We know from his MP register of interests that he received £50,000 personal donation towards staffing costs from Fitri Hay, the Co-owner and Director of JMH Group — a property development and investment firm and Chairman of Fosroc, a firm specialising in chemicals for the construction industry .

We also know only a year before this, he received a private donation from Fitri’s husband, Dr James Hay, Chairman of JMH who started his career at BP working his way to becoming a senior executive before starting JMH in 2002.

We know in 2015 that Johnson said that the social chapter of the EU should be scrapped, almost certainly meaning fewer workers rights and an even more overt race to the bottom economy.

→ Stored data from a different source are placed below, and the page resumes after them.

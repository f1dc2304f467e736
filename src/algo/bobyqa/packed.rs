use std::ops::{Index, IndexMut};

use nalgebra::{storage::Storage, Dyn, OVector, RealField, Vector, U1};

/// Symmetric matrix storing only its upper triangle, packed column by column.
///
/// Element `(i, j)` with `i <= j` lives at `j (j + 1) / 2 + i`, so the storage
/// holds `n (n + 1) / 2` values.
#[derive(Debug, Clone)]
pub(super) struct PackedSymmetric<T: RealField + Copy> {
    n: usize,
    data: OVector<T, Dyn>,
}

impl<T: RealField + Copy> PackedSymmetric<T> {
    pub fn zeros(n: usize) -> Self {
        Self {
            n,
            data: OVector::zeros_generic(Dyn(n * (n + 1) / 2), U1),
        }
    }

    #[inline]
    fn index_of(i: usize, j: usize) -> usize {
        let (i, j) = if i <= j { (i, j) } else { (j, i) };
        j * (j + 1) / 2 + i
    }

    pub fn fill_zero(&mut self) {
        self.data.fill(T::zero());
    }

    /// Accumulates the product of the matrix with `s` into `out`.
    pub fn mul_acc<Ss, So>(&self, s: &Vector<T, Dyn, Ss>, out: &mut Vector<T, Dyn, So>)
    where
        Ss: Storage<T, Dyn>,
        So: nalgebra::storage::StorageMut<T, Dyn>,
    {
        let mut ih = 0;
        for j in 0..self.n {
            for i in 0..=j {
                let h = self.data[ih];
                if i < j {
                    out[j] += h * s[i];
                }
                out[i] += h * s[j];
                ih += 1;
            }
        }
    }

    /// Computes `0.5 s^T H s`.
    pub fn half_quadratic_form<Ss>(&self, s: &Vector<T, Dyn, Ss>) -> T
    where
        Ss: Storage<T, Dyn>,
    {
        let half: T = nalgebra::convert(0.5);
        let mut sum = T::zero();
        let mut ih = 0;
        for j in 0..self.n {
            for i in 0..=j {
                let mut temp = s[i] * s[j];
                if i == j {
                    temp *= half;
                }
                sum += self.data[ih] * temp;
                ih += 1;
            }
        }
        sum
    }

    /// Performs the rank-one update `H += alpha v v^T`.
    pub fn add_outer<Sv>(&mut self, alpha: T, v: &Vector<T, Dyn, Sv>)
    where
        Sv: Storage<T, Dyn>,
    {
        let mut ih = 0;
        for i in 0..self.n {
            let temp = alpha * v[i];
            for j in 0..=i {
                self.data[ih] += temp * v[j];
                ih += 1;
            }
        }
    }

    /// Performs the symmetric rank-two update `H += u v^T + v u^T`.
    pub fn add_sym_outer<Su, Sv>(&mut self, u: &Vector<T, Dyn, Su>, v: &Vector<T, Dyn, Sv>)
    where
        Su: Storage<T, Dyn>,
        Sv: Storage<T, Dyn>,
    {
        let mut ih = 0;
        for j in 0..self.n {
            for i in 0..=j {
                self.data[ih] += u[i] * v[j] + v[i] * u[j];
                ih += 1;
            }
        }
    }
}

impl<T: RealField + Copy> Index<(usize, usize)> for PackedSymmetric<T> {
    type Output = T;

    fn index(&self, (i, j): (usize, usize)) -> &Self::Output {
        &self.data[Self::index_of(i, j)]
    }
}

impl<T: RealField + Copy> IndexMut<(usize, usize)> for PackedSymmetric<T> {
    fn index_mut(&mut self, (i, j): (usize, usize)) -> &mut Self::Output {
        &mut self.data[Self::index_of(i, j)]
    }
}

#[cfg(test)]
mod tests {
    use super::*;

    use nalgebra::{dvector, DMatrix};

    fn dense(h: &PackedSymmetric<f64>) -> DMatrix<f64> {
        DMatrix::from_fn(h.n, h.n, |i, j| h[(i, j)])
    }

    #[test]
    fn index_is_symmetric() {
        let mut h = PackedSymmetric::<f64>::zeros(3);
        h[(2, 0)] = 4.0;
        h[(1, 1)] = 2.0;

        assert_eq!(h[(0, 2)], 4.0);
        assert_eq!(h.data[PackedSymmetric::<f64>::index_of(1, 1)], 2.0);
        assert_eq!(h.data.len(), 6);
    }

    #[test]
    fn products_agree_with_dense() {
        let mut h = PackedSymmetric::<f64>::zeros(3);
        h.add_outer(2.0, &dvector![1.0, -1.0, 3.0]);
        h.add_sym_outer(&dvector![0.5, 0.0, 1.0], &dvector![2.0, 1.0, -1.0]);

        let s = dvector![0.3, -0.7, 1.1];
        let full = dense(&h);

        let mut hs = dvector![0.0, 0.0, 0.0];
        h.mul_acc(&s, &mut hs);

        approx::assert_relative_eq!(hs, &full * &s, epsilon = 1e-12);
        approx::assert_relative_eq!(
            h.half_quadratic_form(&s),
            0.5 * s.dot(&(&full * &s)),
            epsilon = 1e-12
        );
    }
}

We know he received private donation of £25k from a hedge fund manager and fox-hunting aficionado, Johan Chistofferson, who belongs to a company that was accused in a Channel 4 Dispatches programme of 2008 of exacerbating the financial crisis and gained significantly from “plunging bank shares”.

We also know that he received over £60k from Hedge Fund managers in 2015, and as, Thomas Pride pointed out last year that Hedge Funds stand to gain considerably from the UK leaving the EU.

Iain Duncan Smith

What do we know about Iain Duncan Smith, married to Betsy Duncan Smith, daughter of Lord Cottlesloe? Well, we know that he was also a key Leave campaigner.

We also know that when that while he was Work and Pensions Secretary, his scheme of mandatory unpaid labour was found by the High Court and the Court of Appeal to be illegal. We know that this amounted to free labour for corporations that could easily afford to pay staff. We know that the scheme went through without parliamentary scrutiny.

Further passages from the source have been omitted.